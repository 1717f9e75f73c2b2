use crate::{
    error::InternalError,
    exec::{
        key::KeyOrder,
        sort::ExternalSort,
        spill::{SpillRecord, SpillStream},
    },
    obs::sink::{MetricsEvent, record},
};
use std::{cmp::Ordering, iter::Peekable, vec};

///
/// SpillReconciler
///
/// Sorts the spill stream by group key and merges adjacent equal keys, so the
/// driver sees at most one partial record per group, in key order.
///

pub(crate) struct SpillReconciler<'a, S> {
    key_order: &'a KeyOrder,
    sorter: &'a S,
}

impl<'a, S: ExternalSort> SpillReconciler<'a, S> {
    pub(crate) const fn new(key_order: &'a KeyOrder, sorter: &'a S) -> Self {
        Self { key_order, sorter }
    }

    pub(crate) fn reconcile(&self, stream: SpillStream) -> Result<PartialStream, InternalError> {
        let records: Vec<SpillRecord> = stream.decode_all()?;
        let input_records = records.len();

        let sorted = self.sorter.sort_by(records, |left, right| {
            self.key_order
                .ordering(left.key.values(), right.key.values())
        })?;

        let mut merged = Vec::new();
        let mut current: Option<SpillRecord> = None;
        for incoming in sorted {
            let same_group = match &current {
                Some(open) => {
                    self.key_order
                        .ordering(open.key.values(), incoming.key.values())?
                        == Ordering::Equal
                }
                None => false,
            };

            if same_group {
                if let Some(open) = current.as_mut() {
                    open.row_count = open.row_count.saturating_add(incoming.row_count);
                    open.accumulators.merge(incoming.accumulators)?;
                }
            } else if let Some(closed) = current.replace(incoming) {
                merged.push(closed);
            }
        }
        merged.extend(current);

        record(MetricsEvent::SpillReconciled {
            input_records: input_records as u64,
            output_records: merged.len() as u64,
        });

        Ok(PartialStream::new(merged))
    }
}

///
/// PartialStream
///
/// Reconciled partial groups, ascending by key, consumed by the driver.
///

#[derive(Debug)]
pub(crate) struct PartialStream {
    records: Peekable<vec::IntoIter<SpillRecord>>,
    len: usize,
}

impl PartialStream {
    pub(crate) fn new(records: Vec<SpillRecord>) -> Self {
        Self {
            len: records.len(),
            records: records.into_iter().peekable(),
        }
    }

    pub(crate) fn empty() -> Self {
        Self::new(Vec::new())
    }

    /// Total records produced by reconciliation.
    pub(crate) const fn len(&self) -> usize {
        self.len
    }

    pub(crate) fn peek(&mut self) -> Option<&SpillRecord> {
        self.records.peek()
    }

    pub(crate) fn take(&mut self) -> Option<SpillRecord> {
        self.records.next()
    }

    pub(crate) fn is_exhausted(&mut self) -> bool {
        self.records.peek().is_none()
    }
}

------------------------------------

What you will do
Each line holding "impl" in the records should be copied out.

Your response
impl<'a, S: ExternalSort> SpillReconciler<'a, S> {
impl PartialStream {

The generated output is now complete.